_ACTION ITEM:_ What appears from the first line of the records below through the line containing "product is skipped." must be reproduced verbatim.

---------- STUDY MATERIAL

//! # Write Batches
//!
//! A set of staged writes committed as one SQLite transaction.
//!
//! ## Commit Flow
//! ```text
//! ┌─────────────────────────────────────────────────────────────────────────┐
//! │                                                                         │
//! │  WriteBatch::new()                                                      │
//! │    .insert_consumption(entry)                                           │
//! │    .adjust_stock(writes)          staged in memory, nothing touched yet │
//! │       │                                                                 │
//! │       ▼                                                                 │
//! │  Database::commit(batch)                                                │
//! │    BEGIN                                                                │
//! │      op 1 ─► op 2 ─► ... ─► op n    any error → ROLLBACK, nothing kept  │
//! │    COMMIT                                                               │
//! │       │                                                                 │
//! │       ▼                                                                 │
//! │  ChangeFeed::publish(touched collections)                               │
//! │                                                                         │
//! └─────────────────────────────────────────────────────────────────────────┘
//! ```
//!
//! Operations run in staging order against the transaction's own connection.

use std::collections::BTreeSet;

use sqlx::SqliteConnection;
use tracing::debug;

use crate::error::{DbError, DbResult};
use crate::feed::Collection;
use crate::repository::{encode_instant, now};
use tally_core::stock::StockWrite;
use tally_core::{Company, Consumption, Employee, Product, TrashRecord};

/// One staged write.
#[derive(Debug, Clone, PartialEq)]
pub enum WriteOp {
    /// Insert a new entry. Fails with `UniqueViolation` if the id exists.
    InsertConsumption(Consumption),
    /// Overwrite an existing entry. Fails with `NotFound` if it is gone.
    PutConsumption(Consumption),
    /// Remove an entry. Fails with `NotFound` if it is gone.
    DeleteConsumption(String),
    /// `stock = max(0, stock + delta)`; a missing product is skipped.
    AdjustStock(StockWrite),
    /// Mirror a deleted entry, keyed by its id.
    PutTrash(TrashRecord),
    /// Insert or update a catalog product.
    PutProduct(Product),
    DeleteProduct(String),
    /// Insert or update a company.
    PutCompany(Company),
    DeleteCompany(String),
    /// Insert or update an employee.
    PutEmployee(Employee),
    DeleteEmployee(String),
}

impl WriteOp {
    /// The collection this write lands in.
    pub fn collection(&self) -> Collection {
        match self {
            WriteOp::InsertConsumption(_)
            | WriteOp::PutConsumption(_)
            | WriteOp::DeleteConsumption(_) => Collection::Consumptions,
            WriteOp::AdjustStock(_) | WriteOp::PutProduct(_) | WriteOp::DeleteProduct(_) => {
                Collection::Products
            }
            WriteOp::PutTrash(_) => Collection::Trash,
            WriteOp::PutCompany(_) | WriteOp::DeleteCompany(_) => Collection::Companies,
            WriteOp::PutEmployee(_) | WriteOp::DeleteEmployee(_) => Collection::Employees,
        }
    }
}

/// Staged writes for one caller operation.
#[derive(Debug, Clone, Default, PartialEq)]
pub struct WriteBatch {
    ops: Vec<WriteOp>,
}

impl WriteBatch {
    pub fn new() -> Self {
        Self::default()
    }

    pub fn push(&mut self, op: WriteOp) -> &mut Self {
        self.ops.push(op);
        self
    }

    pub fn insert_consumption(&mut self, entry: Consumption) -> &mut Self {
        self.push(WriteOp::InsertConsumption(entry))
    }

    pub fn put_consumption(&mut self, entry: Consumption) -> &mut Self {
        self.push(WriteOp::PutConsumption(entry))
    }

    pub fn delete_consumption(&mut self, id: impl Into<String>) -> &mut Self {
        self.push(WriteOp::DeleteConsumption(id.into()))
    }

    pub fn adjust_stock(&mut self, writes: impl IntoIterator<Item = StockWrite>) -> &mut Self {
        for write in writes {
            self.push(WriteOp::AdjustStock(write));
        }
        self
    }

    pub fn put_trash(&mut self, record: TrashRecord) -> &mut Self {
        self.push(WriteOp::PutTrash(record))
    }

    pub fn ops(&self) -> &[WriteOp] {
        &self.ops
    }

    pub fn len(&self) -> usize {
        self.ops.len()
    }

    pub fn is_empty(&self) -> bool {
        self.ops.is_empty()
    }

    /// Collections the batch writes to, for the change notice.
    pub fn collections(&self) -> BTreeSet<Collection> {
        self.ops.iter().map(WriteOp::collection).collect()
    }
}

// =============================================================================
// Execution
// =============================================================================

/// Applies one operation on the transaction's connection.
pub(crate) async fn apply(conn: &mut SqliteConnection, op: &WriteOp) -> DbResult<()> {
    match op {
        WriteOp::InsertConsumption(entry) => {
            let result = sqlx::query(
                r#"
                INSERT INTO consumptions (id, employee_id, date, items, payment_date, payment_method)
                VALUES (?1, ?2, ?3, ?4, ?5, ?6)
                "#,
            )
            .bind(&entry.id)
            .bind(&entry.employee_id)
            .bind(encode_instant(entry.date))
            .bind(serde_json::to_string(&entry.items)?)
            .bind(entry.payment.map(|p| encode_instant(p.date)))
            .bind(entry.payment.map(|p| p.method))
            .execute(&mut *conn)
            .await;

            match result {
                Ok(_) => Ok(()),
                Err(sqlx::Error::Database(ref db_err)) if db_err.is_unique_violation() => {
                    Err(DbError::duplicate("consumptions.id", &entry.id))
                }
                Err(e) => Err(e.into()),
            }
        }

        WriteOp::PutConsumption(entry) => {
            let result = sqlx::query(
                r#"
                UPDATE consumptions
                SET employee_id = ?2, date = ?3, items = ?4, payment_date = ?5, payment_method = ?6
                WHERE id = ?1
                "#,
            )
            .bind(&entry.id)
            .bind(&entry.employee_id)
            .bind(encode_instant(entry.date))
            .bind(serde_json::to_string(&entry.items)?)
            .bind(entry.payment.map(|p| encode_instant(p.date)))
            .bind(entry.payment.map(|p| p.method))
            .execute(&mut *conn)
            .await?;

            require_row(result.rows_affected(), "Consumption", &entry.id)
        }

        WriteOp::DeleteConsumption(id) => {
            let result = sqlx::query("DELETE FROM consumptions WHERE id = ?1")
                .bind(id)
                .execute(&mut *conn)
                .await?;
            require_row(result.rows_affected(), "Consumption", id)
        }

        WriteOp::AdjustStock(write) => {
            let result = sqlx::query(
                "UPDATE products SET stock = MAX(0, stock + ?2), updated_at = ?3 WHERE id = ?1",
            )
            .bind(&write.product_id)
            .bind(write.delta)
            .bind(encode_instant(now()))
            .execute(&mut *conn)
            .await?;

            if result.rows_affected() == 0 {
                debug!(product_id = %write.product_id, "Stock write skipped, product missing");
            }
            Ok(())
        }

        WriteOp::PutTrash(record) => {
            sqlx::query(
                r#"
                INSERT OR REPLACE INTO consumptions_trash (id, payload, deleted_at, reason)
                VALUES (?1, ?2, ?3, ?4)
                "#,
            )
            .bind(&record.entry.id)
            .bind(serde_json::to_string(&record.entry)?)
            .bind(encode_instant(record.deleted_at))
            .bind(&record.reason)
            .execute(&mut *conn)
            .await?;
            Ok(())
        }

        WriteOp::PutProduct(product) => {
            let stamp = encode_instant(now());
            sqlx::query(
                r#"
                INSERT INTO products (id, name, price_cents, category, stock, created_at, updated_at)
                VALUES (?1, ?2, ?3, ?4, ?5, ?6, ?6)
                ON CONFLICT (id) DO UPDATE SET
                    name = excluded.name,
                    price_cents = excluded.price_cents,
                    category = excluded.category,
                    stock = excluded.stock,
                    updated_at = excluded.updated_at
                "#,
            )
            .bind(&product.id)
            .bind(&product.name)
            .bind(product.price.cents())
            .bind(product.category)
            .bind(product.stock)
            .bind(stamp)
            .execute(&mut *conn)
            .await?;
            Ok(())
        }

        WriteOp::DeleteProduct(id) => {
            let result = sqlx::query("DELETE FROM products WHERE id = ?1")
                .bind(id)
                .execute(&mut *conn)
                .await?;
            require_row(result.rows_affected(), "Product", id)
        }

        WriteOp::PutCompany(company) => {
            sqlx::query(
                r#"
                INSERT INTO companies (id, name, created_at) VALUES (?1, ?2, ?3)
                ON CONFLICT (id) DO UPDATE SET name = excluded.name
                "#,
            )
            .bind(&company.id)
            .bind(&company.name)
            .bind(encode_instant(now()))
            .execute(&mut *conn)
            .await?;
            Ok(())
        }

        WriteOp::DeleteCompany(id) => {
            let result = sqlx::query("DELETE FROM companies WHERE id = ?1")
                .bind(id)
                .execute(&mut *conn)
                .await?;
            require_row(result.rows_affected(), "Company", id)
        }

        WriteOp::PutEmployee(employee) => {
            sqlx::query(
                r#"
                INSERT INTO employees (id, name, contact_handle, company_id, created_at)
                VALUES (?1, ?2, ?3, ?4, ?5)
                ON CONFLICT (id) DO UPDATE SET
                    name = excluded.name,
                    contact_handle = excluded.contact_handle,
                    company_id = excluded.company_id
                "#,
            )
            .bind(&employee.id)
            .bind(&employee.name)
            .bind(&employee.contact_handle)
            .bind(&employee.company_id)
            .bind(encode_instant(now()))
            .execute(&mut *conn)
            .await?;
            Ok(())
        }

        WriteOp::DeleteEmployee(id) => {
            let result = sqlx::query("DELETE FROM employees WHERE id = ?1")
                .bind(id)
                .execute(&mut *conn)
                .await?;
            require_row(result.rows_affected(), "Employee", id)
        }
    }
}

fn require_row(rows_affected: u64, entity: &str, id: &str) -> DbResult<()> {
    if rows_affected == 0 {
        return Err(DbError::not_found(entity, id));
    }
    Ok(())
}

--------------------

_OUTPUT FOR THIS TASK:_
//! # Write Batches
//!
//! A set of staged writes committed as one SQLite transaction.
//!
//! ## Commit Flow
//! ```text
//! ┌─────────────────────────────────────────────────────────────────────────┐
//! │                                                                         │
//! │  WriteBatch::new()                                                      │
//! │    .insert_consumption(entry)                                           │
//! │    .adjust_stock(writes)          staged in memory, nothing touched yet │
//! │       │                                                                 │
//! │       ▼                                                                 │
//! │  Database::commit(batch)                                                │
//! │    BEGIN                                                                │
//! │      op 1 ─► op 2 ─► ... ─► op n    any error → ROLLBACK, nothing kept  │
//! │    COMMIT                                                               │
//! │       │                                                                 │
//! │       ▼                                                                 │
//! │  ChangeFeed::publish(touched collections)                               │
//! │                                                                         │
//! └─────────────────────────────────────────────────────────────────────────┘
//! ```
//!
//! Operations run in staging order against the transaction's own connection.

use std::collections::BTreeSet;

use sqlx::SqliteConnection;
use tracing::debug;

use crate::error::{DbError, DbResult};
use crate::feed::Collection;
use crate::repository::{encode_instant, now};
use tally_core::stock::StockWrite;
use tally_core::{Company, Consumption, Employee, Product, TrashRecord};

/// One staged write.
#[derive(Debug, Clone, PartialEq)]
pub enum WriteOp {
    /// Insert a new entry. Fails with `UniqueViolation` if the id exists.
    InsertConsumption(Consumption),
    /// Overwrite an existing entry. Fails with `NotFound` if it is gone.
    PutConsumption(Consumption),
    /// Remove an entry. Fails with `NotFound` if it is gone.
    DeleteConsumption(String),
    /// `stock = max(0, stock + delta)`; a missing product is skipped.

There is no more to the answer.